Beneath this task are records; tally the lines in them that contain "enum" and report only the number.

**Working data**
☆ ☆ ☆ ☆

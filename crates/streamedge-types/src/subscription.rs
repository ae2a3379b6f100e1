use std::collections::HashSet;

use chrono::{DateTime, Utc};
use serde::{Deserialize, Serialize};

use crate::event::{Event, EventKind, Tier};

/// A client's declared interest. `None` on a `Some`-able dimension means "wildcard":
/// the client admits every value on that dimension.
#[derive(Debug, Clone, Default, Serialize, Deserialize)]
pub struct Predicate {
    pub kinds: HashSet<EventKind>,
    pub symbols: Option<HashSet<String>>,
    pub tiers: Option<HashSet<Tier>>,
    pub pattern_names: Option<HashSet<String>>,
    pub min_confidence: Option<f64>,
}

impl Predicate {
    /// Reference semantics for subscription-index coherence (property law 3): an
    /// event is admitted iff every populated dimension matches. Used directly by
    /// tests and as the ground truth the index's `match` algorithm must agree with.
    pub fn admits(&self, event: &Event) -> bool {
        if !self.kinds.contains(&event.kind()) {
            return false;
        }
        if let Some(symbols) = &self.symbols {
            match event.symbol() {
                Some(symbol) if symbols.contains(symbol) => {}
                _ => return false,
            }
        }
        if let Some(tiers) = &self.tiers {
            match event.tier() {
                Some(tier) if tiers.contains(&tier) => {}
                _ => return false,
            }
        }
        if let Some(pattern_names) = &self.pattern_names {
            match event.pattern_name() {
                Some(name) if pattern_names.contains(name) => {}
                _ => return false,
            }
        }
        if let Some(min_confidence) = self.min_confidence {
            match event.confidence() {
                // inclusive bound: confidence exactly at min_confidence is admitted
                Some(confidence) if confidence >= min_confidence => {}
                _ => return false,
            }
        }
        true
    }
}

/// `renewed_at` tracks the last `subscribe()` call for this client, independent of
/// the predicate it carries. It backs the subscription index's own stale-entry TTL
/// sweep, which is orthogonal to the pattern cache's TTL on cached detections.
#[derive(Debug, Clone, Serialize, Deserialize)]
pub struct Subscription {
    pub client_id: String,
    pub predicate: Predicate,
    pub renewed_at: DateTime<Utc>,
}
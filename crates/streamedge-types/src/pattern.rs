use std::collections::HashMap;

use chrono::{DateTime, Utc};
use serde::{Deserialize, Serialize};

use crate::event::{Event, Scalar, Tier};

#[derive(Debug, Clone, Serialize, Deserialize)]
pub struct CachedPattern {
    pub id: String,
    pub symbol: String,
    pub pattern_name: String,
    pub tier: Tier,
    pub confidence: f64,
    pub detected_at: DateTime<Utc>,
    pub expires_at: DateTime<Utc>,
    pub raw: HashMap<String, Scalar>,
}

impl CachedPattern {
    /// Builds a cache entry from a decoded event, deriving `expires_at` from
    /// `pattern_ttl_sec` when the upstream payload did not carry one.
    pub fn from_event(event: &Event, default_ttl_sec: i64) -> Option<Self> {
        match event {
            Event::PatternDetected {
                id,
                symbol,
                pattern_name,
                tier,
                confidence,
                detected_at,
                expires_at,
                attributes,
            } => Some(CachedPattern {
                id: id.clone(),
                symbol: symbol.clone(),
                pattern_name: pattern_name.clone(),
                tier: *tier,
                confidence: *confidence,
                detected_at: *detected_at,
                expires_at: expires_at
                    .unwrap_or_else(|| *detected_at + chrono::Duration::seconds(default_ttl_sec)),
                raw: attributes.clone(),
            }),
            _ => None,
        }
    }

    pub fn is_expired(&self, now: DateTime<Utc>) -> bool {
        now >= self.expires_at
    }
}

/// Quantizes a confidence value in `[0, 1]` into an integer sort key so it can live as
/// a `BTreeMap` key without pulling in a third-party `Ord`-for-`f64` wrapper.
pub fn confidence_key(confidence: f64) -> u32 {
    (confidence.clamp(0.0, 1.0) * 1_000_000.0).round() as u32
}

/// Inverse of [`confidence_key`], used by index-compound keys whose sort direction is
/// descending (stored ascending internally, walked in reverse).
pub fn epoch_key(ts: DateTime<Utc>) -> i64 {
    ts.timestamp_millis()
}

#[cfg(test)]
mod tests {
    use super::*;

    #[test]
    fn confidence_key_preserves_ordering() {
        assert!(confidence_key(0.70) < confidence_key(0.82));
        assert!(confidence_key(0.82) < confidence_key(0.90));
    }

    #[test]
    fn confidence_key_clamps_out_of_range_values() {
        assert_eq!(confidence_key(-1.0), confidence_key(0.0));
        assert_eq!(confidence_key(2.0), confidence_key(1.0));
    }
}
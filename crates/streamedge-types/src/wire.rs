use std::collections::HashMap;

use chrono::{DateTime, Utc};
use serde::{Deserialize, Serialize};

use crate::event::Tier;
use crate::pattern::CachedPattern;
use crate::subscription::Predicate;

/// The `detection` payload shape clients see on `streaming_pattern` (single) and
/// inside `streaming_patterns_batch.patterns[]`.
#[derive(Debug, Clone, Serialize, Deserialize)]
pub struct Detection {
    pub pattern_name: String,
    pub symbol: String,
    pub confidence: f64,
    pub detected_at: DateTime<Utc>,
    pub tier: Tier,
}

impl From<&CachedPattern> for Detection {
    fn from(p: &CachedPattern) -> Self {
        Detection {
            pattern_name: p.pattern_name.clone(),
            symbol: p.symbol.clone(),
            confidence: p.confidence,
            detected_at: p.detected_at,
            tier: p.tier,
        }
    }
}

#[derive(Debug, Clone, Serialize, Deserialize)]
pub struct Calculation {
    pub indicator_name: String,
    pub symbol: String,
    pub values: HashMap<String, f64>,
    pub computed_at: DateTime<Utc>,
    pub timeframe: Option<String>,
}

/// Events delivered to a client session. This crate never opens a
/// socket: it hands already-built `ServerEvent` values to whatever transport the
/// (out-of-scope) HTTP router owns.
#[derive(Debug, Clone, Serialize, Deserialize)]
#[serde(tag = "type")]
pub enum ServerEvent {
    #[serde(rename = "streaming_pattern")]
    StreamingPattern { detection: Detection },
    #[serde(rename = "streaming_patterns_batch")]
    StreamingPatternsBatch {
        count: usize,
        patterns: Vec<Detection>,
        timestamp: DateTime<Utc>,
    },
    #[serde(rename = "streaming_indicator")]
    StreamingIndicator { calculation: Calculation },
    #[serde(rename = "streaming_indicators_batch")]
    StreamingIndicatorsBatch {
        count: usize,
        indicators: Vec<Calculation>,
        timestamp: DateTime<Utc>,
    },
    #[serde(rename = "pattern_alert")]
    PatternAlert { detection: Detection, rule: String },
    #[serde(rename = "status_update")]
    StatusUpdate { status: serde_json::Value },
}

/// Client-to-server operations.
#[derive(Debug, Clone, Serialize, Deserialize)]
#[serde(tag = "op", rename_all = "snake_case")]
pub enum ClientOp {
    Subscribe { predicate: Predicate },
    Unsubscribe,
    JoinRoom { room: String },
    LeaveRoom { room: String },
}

☆ ☆ ☆ ☆

**Output of the task**
2